The "GOOD" Burger Mascot Said:I'm not a fucking hero.
"Wayyyy back in your first promo, you established that stance. You said that, then went on to bring a half dead woman towards an ambulance. Hmmmm........Not a hero......then why this quest? Why bother? When you have a number one contenders match, why bother going on a Scooby Doo quest to catch the big bad men?
The "GOOD" Burger Mascot Said:Do you think I'm glad I have this asshole in a pink fucking tuxedo on my floor about to be burned alive, brought back, rinse, repeat, until I get a call from the secret service?
Sure, your methods are a bit questionable, but it is all for a bigger cause. In fact, that is a page out of my book. I am glad to see you are able to get nasty when you need to. I want to see that in London.
I want more than to just survive. I want better than that. I want to thrive.
Good. That is exactly the Robbie Bourbon I hoped to bring out. The REAL Robbie. Just like you have brought out the real me. The me I never thought I could ever reach again. The me who doesn't want to just beat you in that ring, but wants to kill you in it. Who wants to put you on the shelf like Ginger Snapz and Jervis Cottonbelly, watching from the sidelines as I rise back to glory like a Phoenix slicing through the summer sun.
You've done fucked up now, kid. You went and harmed one of the people.
And you haven't? Need I remind you, just a few promos ago, you poured GASOLINE on a man. You want to say my little teaching lesson through the slums is below you? You were ready to burn a man alive........and I am below you.
Sure I am.
You see, you are so caught up in a quest you think anyone cares about that you fail to realize exactly what the fuck you are.
A fraud.
A fake.
A liar.
A phoney.
Why not be honest with yourself. You aren't going to Charlottesville because you give two squirts of piss about "honor and justice", you are going to Charlottesville because you want someone to actually give two squirts of piss about you. Face it, big guy, you've lost your touch. Robbie Bourbon is old news. This little episodic television show you hastily strung together is nothing more than a last ditch effort to convince people to give a shit.
Didn't work.
Try again.
They Say That Evil Prevails When Good Men Fail To Act.....What They Ought To Say Is....Evil Prevails.
"That old adage, how does it go? Anything you can do, I can do better? Well Robbie, when it comes to hurting people, that couldn't be more true. You do it because it's what you're expected to do---I do it because I enjoy it.
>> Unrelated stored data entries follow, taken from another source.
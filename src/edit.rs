use std::io::Write;
use std::path::Path;
use thiserror::Error;
use xxhash_rust::xxh3::xxh3_64;

/// The fundamental edit primitive: byte-span replacement with verification.
///
/// Every mutation the Nix editor performs compiles down to one or more of
/// these. Intelligence lives in span acquisition (locator, prober), not in
/// application.
#[derive(Debug, Clone, PartialEq, Eq)]
#[must_use = "Edit does nothing until applied"]
pub struct Edit {
    /// Starting byte offset (inclusive)
    pub byte_start: usize,
    /// Ending byte offset (exclusive)
    pub byte_end: usize,
    /// New text to insert at [byte_start, byte_end)
    pub new_text: String,
    /// Verification of what we expect to find before applying
    pub expected_before: EditVerification,
}

/// Verification strategy for edit safety.
#[derive(Debug, Clone, PartialEq, Eq)]
pub enum EditVerification {
    /// Exact text match required
    ExactMatch(String),
    /// xxh3 hash of expected text (faster for large spans)
    Hash(u64),
}

impl EditVerification {
    /// Check if the provided text matches the verification criteria.
    pub fn matches(&self, text: &str) -> bool {
        match self {
            EditVerification::ExactMatch(expected) => text == expected,
            EditVerification::Hash(expected_hash) => xxh3_64(text.as_bytes()) == *expected_hash,
        }
    }

    /// Create verification from text, using hash for text over 1KB.
    pub fn from_text(text: &str) -> Self {
        if text.len() > 1024 {
            EditVerification::Hash(xxh3_64(text.as_bytes()))
        } else {
            EditVerification::ExactMatch(text.to_string())
        }
    }
}

#[derive(Error, Debug)]
pub enum EditError {
    #[error("before-text verification failed at [{byte_start}, {byte_end}): found {found:?}")]
    BeforeTextMismatch {
        byte_start: usize,
        byte_end: usize,
        expected: String,
        found: String,
    },

    #[error("invalid byte range: [{byte_start}, {byte_end}) in buffer of length {len}")]
    InvalidByteRange {
        byte_start: usize,
        byte_end: usize,
        len: usize,
    },

    #[error("byte offset {offset} is not on a UTF-8 character boundary")]
    NotCharBoundary { offset: usize },

    #[error("overlapping edits at byte {byte_start}")]
    Overlap { byte_start: usize },

    #[error("file I/O error: {0}")]
    Io(#[from] std::io::Error),
}

/// Result of applying an edit.
#[derive(Debug, Clone, PartialEq, Eq)]
pub enum EditResult {
    /// Edit was applied
    Applied { bytes_changed: usize },
    /// Span already held the new text
    AlreadyApplied,
}

impl Edit {
    /// Create a replacement of `[byte_start, byte_end)` that expects `expected_before` there.
    pub fn new(
        byte_start: usize,
        byte_end: usize,
        new_text: impl Into<String>,
        expected_before: impl AsRef<str>,
    ) -> Self {
        Self {
            byte_start,
            byte_end,
            new_text: new_text.into(),
            expected_before: EditVerification::from_text(expected_before.as_ref()),
        }
    }

    /// Create a pure insertion at `offset`.
    pub fn insert(offset: usize, new_text: impl Into<String>) -> Self {
        Self::new(offset, offset, new_text, "")
    }

    /// Validate the edit against the current buffer.
    ///
    /// Returns the current text at [byte_start, byte_end) if validation succeeds.
    fn validate<'a>(&self, content: &'a str) -> Result<&'a str, EditError> {
        if self.byte_start > self.byte_end || self.byte_end > content.len() {
            return Err(EditError::InvalidByteRange {
                byte_start: self.byte_start,
                byte_end: self.byte_end,
                len: content.len(),
            });
        }

        for offset in [self.byte_start, self.byte_end] {
            if !content.is_char_boundary(offset) {
                return Err(EditError::NotCharBoundary { offset });
            }
        }

        let current = &content[self.byte_start..self.byte_end];

        // Idempotency: the span already holds the replacement
        if current == self.new_text {
            return Ok(current);
        }

        if !self.expected_before.matches(current) {
            return Err(EditError::BeforeTextMismatch {
                byte_start: self.byte_start,
                byte_end: self.byte_end,
                expected: format!("{:?}", self.expected_before),
                found: current.to_string(),
            });
        }

        Ok(current)
    }

    /// Apply this edit to `content` in place.
    ///
    /// On error the buffer is left untouched.
    pub fn apply_to(&self, content: &mut String) -> Result<EditResult, EditError> {
        let current = self.validate(content)?;
        if current == self.new_text {
            return Ok(EditResult::AlreadyApplied);
        }

        content.replace_range(self.byte_start..self.byte_end, &self.new_text);
        Ok(EditResult::Applied {
            bytes_changed: self.new_text.len(),
        })
    }

    /// Apply several edits to one buffer as a single all-or-nothing step.
    ///
    /// Edits are sorted by byte_start descending and applied bottom-to-top
    /// to avoid offset invalidation.
    pub fn apply_batch(
        content: &mut String,
        mut edits: Vec<Edit>,
    ) -> Result<Vec<EditResult>, EditError> {
        if edits.is_empty() {
            return Ok(Vec::new());
        }

        edits.sort_by(|a, b| b.byte_start.cmp(&a.byte_start));

        for edit in &edits {
            edit.validate(content)?;
        }

        // Sorted descending: earlier edit's end must not pass the later edit's start
        for window in edits.windows(2) {
            let (later, earlier) = (&window[0], &window[1]);
            if earlier.byte_end > later.byte_start {
                return Err(EditError::Overlap {
                    byte_start: later.byte_start,
                });
            }
        }

        let mut updated = content.clone();
        let mut results = Vec::with_capacity(edits.len());
        for edit in &edits {
            if updated[edit.byte_start..edit.byte_end] == edit.new_text {
                results.push(EditResult::AlreadyApplied);
                continue;
            }
            updated.replace_range(edit.byte_start..edit.byte_end, &edit.new_text);
            results.push(EditResult::Applied {
                bytes_changed: edit.new_text.len(),
            });
        }

        *content = updated;
        Ok(results)
    }
}

/// Atomic file write: tempfile + fsync + rename.
///
/// Either the full write lands or the original file is left as it was.
pub fn write_atomic(path: &Path, content: &[u8]) -> Result<(), EditError> {
    // Same directory so the rename stays on one filesystem
    let parent = path
        .parent()
        .filter(|p| !p.as_os_str().is_empty())
        .unwrap_or_else(|| Path::new("."));

    let mut temp = tempfile::NamedTempFile::new_in(parent)?;
    temp.write_all(content)?;
    temp.as_file().sync_all()?;
    temp.persist(path).map_err(|e| e.error)?;

    Ok(())
}
fn cmd_enable(
    cli: &Cli,
    package: &str,
    category: &str,
    target: &Target,
    module: &ModuleArgs,
    create_container: bool,
    dry_run: bool,
    show_diff: bool,
) -> Result<()> {
    let (settings, path) = resolve_target(cli, target)?;
    let original = fs::read_to_string(&path)
        .with_context(|| format!("failed to read {}", path.display()))?;

    println!("File: {}", path.display());
    if dry_run {
        println!("{}", "[DRY RUN - showing what would be changed]".cyan());
    }

    let mut editor = settings.editor(original.as_str());
    let result = if create_container {
        editor
            .ensure_container_exists()
            .and_then(|()| editor.upsert(category, package))
    } else {
        editor.upsert(category, package)
    };

    let outcome = match result {
        Ok(outcome) => outcome,
        Err(e) => {
            eprintln!("{} {}: Error - {}", "✗".red(), package, e);
            match &e {
                NixError::ContainerNotFound { container } => {
                    eprintln!(
                        "  No `{} = {{` block in {}",
                        container,
                        path.display()
                    );
                    eprintln!("  Action: rerun with --create-container to insert one");
                }
                NixError::MalformedDocument { section } => {
                    eprintln!("  `{} = {{` is never closed with `}};`", section);
                    eprintln!("  Action: fix the block by hand; nothing was written");
                }
                _ => {}
            }
            std::process::exit(1);
        }
    };

    let modified = editor.into_content();
    let changed = modified != original;

    if outcome.changed() {
        let verb = if dry_run { "Would be" } else { "Now" };
        println!(
            "{} {}: {} enabled in {} ({})",
            "✓".green(),
            package,
            verb,
            category,
            outcome
        );
    } else {
        println!(
            "{} {}: Already enabled in {}",
            "⊙".yellow(),
            package,
            category
        );
    }

    if show_diff && changed {
        display_diff(&path, &original, &modified);
    }

    // Module before the host file
    if !module.no_module && !settings.flake_path.trim().is_empty() {
        write_module(&settings, package, category, module, dry_run)?;
    }

    if changed && !dry_run {
        write_atomic(&path, modified.as_bytes())
            .with_context(|| format!("failed to write {}", path.display()))?;
    }

    Ok(())
}

/// Write `<module_dir>/<category>/<package>.nix` unless it already exists.
fn write_module(
    settings: &Settings,
    package: &str,
    category: &str,
    args: &ModuleArgs,
    dry_run: bool,
) -> Result<()> {
    let path = FlakeLayout::from_settings(settings).module_path(category, package)?;
    if path.exists() {
        println!("{} Module exists: {}", "⊙".yellow(), path.display());
        return Ok(());
    }

    let info = PackageInfo {
        pname: package.to_string(),
        attr_path: args.attr.clone().unwrap_or_else(|| package.to_string()),
        system: args
            .system
            .clone()
            .or_else(|| settings.default_system.clone())
            .unwrap_or_else(current_system),
        ..PackageInfo::default()
    };
    let target = ModuleTarget::new(&settings.container, category, &settings.module_dir)?;
    let text = fill_package_template(&info, &target, args.homebrew);

    if dry_run {
        println!("{} Would write module {}", "✓".green(), path.display());
        return Ok(());
    }

    if let Some(parent) = path.parent() {
        fs::create_dir_all(parent)
            .with_context(|| format!("failed to create {}", parent.display()))?;
    }
    write_atomic(&path, text.as_bytes())
        .with_context(|| format!("failed to write {}", path.display()))?;
    println!("{} Wrote module {}", "✓".green(), path.display());

    if ensure_mkapp(&settings.flake_root())? {
        println!("{} Created {}", "✓".green(), MKAPP_PATH);
    }
    Ok(())
}

fn cmd_status(cli: &Cli, package: &str, category: &str, target: &Target) -> Result<()> {
    let (settings, path) = resolve_target(cli, target)?;
    let content = fs::read_to_string(&path)
        .with_context(|| format!("failed to read {}", path.display()))?;
    let editor = settings.editor(content);

    println!("{}", "Package Status Report".bold());
    println!("File: {}", path.display());
    println!();

    if !editor.exists(editor.container()) {
        println!(
            "{} {} block not found",
            "✗".red(),
            editor.container().bold()
        );
    }

    if !editor.exists(category) {
        println!("{} category {} not found", "✗".red(), category.bold());
        return Ok(());
    }
    println!("{} category {} present", "✓".green(), category.bold());

    match editor.entry_state(category, package) {
        Some(EntryState::Enabled) => {
            println!("{} {} {}", "✓".green(), package, "ENABLED".green().bold())
        }
        Some(state @ (EntryState::Disabled | EntryState::Declared)) => println!(
            "{} {} {}",
            "⊙".yellow(),
            package,
            state.to_string().to_uppercase().yellow().bold()
        ),
        None => println!(
            "{} {} {}",
            "⊘".cyan(),
            package,
            "NOT DECLARED".cyan().bold()
        ),
    }

    Ok(())
}

fn cmd_hosts(cli: &Cli) -> Result<()> {
    let settings = resolve_settings(cli, true)?;
    let hosts = FlakeLayout::from_settings(&settings).hosts()?;
    print_names("hosts", &hosts);
    Ok(())
}

fn cmd_categories(cli: &Cli) -> Result<()> {
    let settings = resolve_settings(cli, true)?;
    let categories = FlakeLayout::from_settings(&settings).categories()?;
    print_names("categories", &categories);
    Ok(())
}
You wanted to empty the bag of tricks, puff your chest out past the F cups they already were, and tell the world what you are going to do to me for 60 minutes inside that ring. You tried to sound big and bad but only proved, once again, that you are nothing more than Butterbean that got lost in a Lucha Libre merch cart on your way to get more fried dough. So let me tell you, since we want to play the "I'll show you mine and you show me yours" game, what I am going to do to YOU in that ring this weekend. Let me paint a little picture for you, Bob Ross style.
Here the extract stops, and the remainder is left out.